Num país com possibilidades limitadas de dissidência, tais ataques podem ser perturbadores para o Partido Comunista Chinês, no poder, que valoriza a estabilidade social acima de tudo e pode temer que eles reflictam um custo. Recessão econômica Está lutando para lidar com isso.

O suspeito do ataque em Zhuhai, um homem de 62 anos identificado apenas pelo sobrenome Fan, teria ficado chateado com a divisão de propriedades após seu divórcio. Ele estava em coma depois de se ferir com uma faca em seu carro, disse a polícia, e não pôde ser interrogado.

Lynette Wong, uma distinta professora de política chinesa na Universidade de Toronto, disse que não seria surpreendente se as autoridades locais em Zhuhai fossem punidas ou destituídas do cargo, “porque tais incidentes são classificados como desestabilizadores, uma ameaça à estabilidade social”.

Ele disse que os ataques são um sinal de uma “sociedade reprimida” que é regulamentada de forma mais rígida sob Xi, que aumentou a censura online e colocou o país sob um regime estrito de “covid zero” durante três anos.

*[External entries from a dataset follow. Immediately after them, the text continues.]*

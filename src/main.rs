mod bot;
mod commands;
mod config;
mod format;
mod forms;
mod platform;
mod poll;
mod scheduler;
mod store;
#[cfg(test)]
mod testing;

use std::path::PathBuf;
use std::sync::Arc;

use anyhow::{Context, Result};
use teloxide::Bot;
use tracing::info;
use tracing_subscriber::{layer::SubscriberExt, util::SubscriberInitExt};

use crate::bot::AppState;
use crate::commands::Commands;
use crate::config::Config;
use crate::forms::google::GoogleClient;
use crate::platform::telegram::TelegramSink;
use crate::poll::{PollSettings, Poller};
use crate::scheduler::Scheduler;
use crate::store::SubscriptionStore;

#[tokio::main]
async fn main() -> Result<()> {
    // Initialize logging
    tracing_subscriber::registry()
        .with(
            tracing_subscriber::EnvFilter::try_from_default_env()
                .unwrap_or_else(|_| "info,formbot=debug".into()),
        )
        .with(tracing_subscriber::fmt::layer())
        .init();

    // Responses created before this instant are never delivered.
    let baseline = chrono::Utc::now();

    // Load configuration
    let config_path = std::env::args()
        .nth(1)
        .map(PathBuf::from)
        .unwrap_or_else(|| PathBuf::from("config.toml"));

    info!("Loading configuration from: {}", config_path.display());
    let config = Config::load(&config_path)
        .with_context(|| format!("Failed to load config from {}", config_path.display()))?;

    info!("Configuration loaded successfully");
    info!("  Poll interval: {:?}", config.poll.interval());
    info!("  Database: {}", config.storage.database_path.display());
    info!("  Allowed users: {:?}", config.telegram.allowed_user_ids);

    let store = SubscriptionStore::open(&config.storage.database_path)?;
    let google = Arc::new(GoogleClient::new(&config.google)?);
    let bot = Bot::new(&config.telegram.bot_token);

    let poller = Arc::new(Poller::new(
        store.clone(),
        google.clone(),
        google.clone(),
        Arc::new(TelegramSink::new(bot.clone())),
        PollSettings {
            call_timeout: config.google.request_timeout(),
            drive_view_base_url: config.google.drive_view_base_url.clone(),
        },
        baseline,
    ));
    info!("Delivering responses created after {}", poller.baseline());

    let mut scheduler = Scheduler::new().await?;
    scheduler::tasks::register_builtin_tasks(&scheduler, Arc::clone(&poller), &config.poll).await?;
    scheduler.start().await?;

    let commands = Commands::new(
        store,
        google,
        config.storage.legacy_sent_ids_path.clone(),
        config.google.request_timeout(),
    );
    let state = Arc::new(AppState::new(config, commands));

    // Run the Telegram bot until Ctrl-C
    info!("Bot is starting...");
    bot::run(state, bot).await?;

    scheduler.shutdown().await?;
    Ok(())
}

Combinado com o trauma pessoal e as crescentes dificuldades económicas, “as pessoas chegam a um ponto de ebulição e saem e cometem alguns crimes violentos extraordinários e graves”, disse Wong, que também é membro sénior da Asia Society.

O ataque em Zhuhai, uma cidade de 2,5 milhões de habitantes, ocorreu às vésperas de um grande show aéreo que acontece lá a cada dois anos e onde a China. Estreia um novo caça furtivo Não há indicação de que os dois incidentes de terça-feira estejam relacionados.

Mas o momento delicado dos ataques pode ser um fator no atraso na divulgação do número de mortos, disse Fang Kecheng, professor assistente da Universidade Chinesa de Hong Kong que estuda a mídia chinesa e a censura. As autoridades locais podem estar aguardando instruções de Pequim, disse ele.

Postagens relacionadas ao ataque foram censuradas na plataforma chinesa Weibo, semelhante ao X, onde ficou apenas em 11º lugar entre os trending topics, conforme o número de mortos foi divulgado na terça-feira. Na noite de quarta-feira, horário local, o assunto não estava listado entre os trending topics.

A censura é “muito comum” após tais incidentes, disse Fang.

“O governo quer controlar a narrativa e garantir que o apoio público ao regime não seja afetado”, disse ele.

Muitos comentaristas lamentaram as ações do motorista.

“Aqueles que repreendem a sociedade são verdadeiramente perversos. Se você tiver rancor, confronte a pessoa diretamente. Por que prejudicar pedestres inocentes? Leia um comentário no Weibo.

Embora as identidades dos mortos no ataque de Zhuhai não tenham sido divulgadas, o Ministério das Relações Exteriores da China disse na quarta-feira que nenhum cidadão estrangeiro estava entre as vítimas.